§ DIRECTIONS: Among the records below, find each line containing the word "PhysicalPort" and copy it.

§ ENTRIES SHOWN:
·····
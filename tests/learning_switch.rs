use std::sync::Arc;

use rust_l2ctl::config::Config;
use rust_l2ctl::flow::{Action, FlowRule, Pattern, PseudoPort, Timeout};
use rust_l2ctl::installer::{Payload, PacketOut};
use rust_l2ctl::learning_switch::{Event, LearningSwitch};
use rust_l2ctl::mac_learning::SwitchRegistry;
use rust_l2ctl::openflow0x04::{PacketIn, PortDesc, PortReason, PortStatus, SwitchFeatures};
use rust_l2ctl::packet::{MacAddr, VlanMatch};
use rust_l2ctl::sim::SimulatedSwitch;

const AA_BB: MacAddr = MacAddr([0xaa, 0xbb, 0, 0, 0, 0]);
const CC_DD: MacAddr = MacAddr([0xcc, 0xdd, 0, 0, 0, 0]);
const EE_FF: MacAddr = MacAddr([0xee, 0xff, 0, 0, 0, 0]);

fn frame(dst: MacAddr, src: MacAddr, vlan: Option<u16>, typ: u16) -> Vec<u8> {
    let mut buf = vec![];
    buf.extend_from_slice(&dst.octets());
    buf.extend_from_slice(&src.octets());
    if let Some(vid) = vlan {
        buf.extend_from_slice(&[0x81, 0x00]);
        buf.extend_from_slice(&vid.to_be_bytes());
    }
    buf.extend_from_slice(&typ.to_be_bytes());
    buf.extend_from_slice(&[0; 46]);
    buf
}

fn packet_in(in_port: u32, data: Vec<u8>) -> Event {
    Event::PacketIn(PacketIn {
        buffer_id: None,
        total_len: data.len() as u16,
        reason: 0,
        table_id: 0,
        cookie: 0,
        in_port,
        data,
    })
}

fn connect(dpid: u64, registry: &Arc<SwitchRegistry>) -> LearningSwitch<SimulatedSwitch> {
    let mut sw = LearningSwitch::new(registry.clone(), SimulatedSwitch::new(), &Config::default());
    sw.handle(Event::SwitchFeatures(SwitchFeatures {
        datapath_id: dpid,
        num_buffers: 0,
        num_tables: 1,
        auxiliary_id: 0,
        capabilities: 0,
    }))
    .unwrap();
    sw
}

#[test]
fn two_host_conversation() {
    let registry = Arc::new(SwitchRegistry::new());
    let mut sw = connect(1, &registry);
    assert_eq!(sw.installer().datapath().flows(), &[FlowRule::table_miss()]);

    let first = frame(CC_DD, AA_BB, None, 0x0800);
    sw.handle(packet_in(1, first.clone())).unwrap();
    {
        let dp = sw.installer().datapath();
        assert_eq!(registry.attach(1).lock().lookup(&AA_BB), Some(1));
        assert_eq!(dp.flows().len(), 1);
        assert_eq!(
            dp.packets_out(),
            &[PacketOut {
                output_payload: Payload::NotBuffered(first),
                in_port: 1,
                apply_actions: vec![Action::Output(PseudoPort::AllPorts)],
            }]
        );
    }

    sw.handle(packet_in(2, frame(AA_BB, CC_DD, None, 0x0800))).unwrap();
    let dp = sw.installer().datapath();
    assert_eq!(registry.attach(1).lock().lookup(&CC_DD), Some(2));
    let learned = FlowRule {
        priority: 1,
        pattern: Pattern {
            in_port: Some(2),
            dl_dst: Some(AA_BB),
            dl_src: Some(CC_DD),
            dl_vlan: Some(VlanMatch::Untagged),
        },
        actions: vec![Action::Output(PseudoPort::PhysicalPort(1))],
        idle_timeout: Timeout::ExpiresAfter(300),
        buffer_id: None,
    };
    assert_eq!(dp.flows(), &[FlowRule::table_miss(), learned]);
    assert_eq!(dp.packets_out().len(), 2);
    assert_eq!(
        dp.packets_out()[1].apply_actions,
        vec![Action::Output(PseudoPort::PhysicalPort(1))]
    );
}

#[test]
fn repeated_table_miss_is_idempotent() {
    let registry = Arc::new(SwitchRegistry::new());
    let mut sw = connect(1, &registry);
    let once = sw.installer().datapath().flows().to_vec();
    sw.installer_mut().install_table_miss().unwrap();
    assert_eq!(sw.installer().datapath().flows(), &once[..]);
}

#[test]
fn tagged_traffic_matches_with_presence_bit() {
    let registry = Arc::new(SwitchRegistry::new());
    let mut sw = connect(1, &registry);
    sw.handle(packet_in(1, frame(CC_DD, AA_BB, Some(10), 0x0800))).unwrap();
    sw.handle(packet_in(2, frame(AA_BB, CC_DD, Some(10), 0x0800))).unwrap();
    let rule = sw.installer().datapath().flows_from_port(2)[0].clone();
    assert_eq!(rule.pattern.dl_vlan.map(VlanMatch::to_int), Some(4106));

    sw.handle(packet_in(2, frame(AA_BB, EE_FF, Some(0), 0x0800))).unwrap();
    let tagged_zero = sw
        .installer()
        .datapath()
        .flows()
        .iter()
        .find(|r| r.pattern.dl_src == Some(EE_FF))
        .cloned()
        .unwrap();
    assert_eq!(tagged_zero.pattern.dl_vlan, Some(VlanMatch::Tagged(0)));
    assert_eq!(tagged_zero.pattern.dl_vlan.map(VlanMatch::to_int), Some(4096));
}

#[test]
fn lldp_is_never_learned_or_forwarded() {
    let registry = Arc::new(SwitchRegistry::new());
    let mut sw = connect(1, &registry);
    sw.handle(packet_in(1, frame(CC_DD, AA_BB, None, 0x88cc))).unwrap();
    sw.handle(packet_in(1, frame(CC_DD, AA_BB, Some(3), 0x88cc))).unwrap();
    assert!(registry.attach(1).lock().is_empty());
    assert_eq!(sw.installer().datapath().commands(), 1);
    assert!(sw.installer().datapath().packets_out().is_empty());
}

#[test]
fn port_delete_removes_rules_both_ways() {
    let registry = Arc::new(SwitchRegistry::new());
    let mut sw = connect(1, &registry);
    // hosts on ports 3, 4 and 5 talk to each other
    let hosts = [(3, AA_BB), (4, CC_DD), (5, EE_FF)];
    for &(port, src) in &hosts {
        sw.handle(packet_in(port, frame(MacAddr([0xff; 6]), src, None, 0x0806)))
            .unwrap();
    }
    for &(port, src) in &hosts {
        for &(_, dst) in &hosts {
            if src != dst {
                sw.handle(packet_in(port, frame(dst, src, None, 0x0800))).unwrap();
            }
        }
    }
    {
        let dp = sw.installer().datapath();
        assert!(!dp.flows_from_port(3).is_empty());
        assert!(!dp.flows_to_port(3).is_empty());
    }

    sw.handle(Event::PortStatus(PortStatus {
        reason: PortReason::PortDelete,
        desc: PortDesc {
            port_no: 3,
            ..PortDesc::default()
        },
    }))
    .unwrap();
    let dp = sw.installer().datapath();
    assert!(dp.flows_from_port(3).is_empty());
    assert!(dp.flows_to_port(3).is_empty());
    // rules between 4 and 5 and the table-miss rule survive
    assert_eq!(dp.flows().len(), 3);
}

#[test]
fn switches_learn_independently() {
    let registry = Arc::new(SwitchRegistry::new());
    let mut one = connect(1, &registry);
    let mut two = connect(2, &registry);
    one.handle(packet_in(1, frame(CC_DD, AA_BB, None, 0x0800))).unwrap();
    two.handle(packet_in(7, frame(AA_BB, CC_DD, None, 0x0800))).unwrap();
    // AA:BB is only known on switch 1, so switch 2 floods
    assert_eq!(two.installer().datapath().flows().len(), 1);
    assert_eq!(registry.attach(2).lock().lookup(&AA_BB), None);

    two.close();
    assert!(registry.get(2).is_none());
    assert_eq!(registry.attach(1).lock().lookup(&AA_BB), Some(1));
}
·····
§ YOUR SOLUTION:
        actions: vec![Action::Output(PseudoPort::PhysicalPort(1))],
        vec![Action::Output(PseudoPort::PhysicalPort(1))]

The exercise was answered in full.